Problem >>
Every entry needs to appear again exactly as written below.

▼

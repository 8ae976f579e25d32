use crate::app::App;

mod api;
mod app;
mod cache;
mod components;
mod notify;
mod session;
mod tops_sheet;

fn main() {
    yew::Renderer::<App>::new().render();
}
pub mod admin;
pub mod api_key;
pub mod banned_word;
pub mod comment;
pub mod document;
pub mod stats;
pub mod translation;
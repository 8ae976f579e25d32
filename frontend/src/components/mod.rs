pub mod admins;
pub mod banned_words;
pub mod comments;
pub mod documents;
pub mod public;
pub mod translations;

▲

The answer >>
repository 8ae976f579e25d32
use crate::app::App;

mod api;
mod app;
mod cache;
mod components;
mod notify;
mod session;
mod tops_sheet;

fn main() {
    yew::Renderer::<App>::new().render();
}
pub mod admin;
pub mod api_key;
pub mod banned_word;
pub mod comment;
pub mod document;
pub mod stats;
pub mod translation;
repository 8ae976f579e25d32
filename frontend/src/components/mod.rs
pub mod admins;
pub mod banned_words;
pub mod comments;
pub mod documents;
pub mod public;
pub mod translations;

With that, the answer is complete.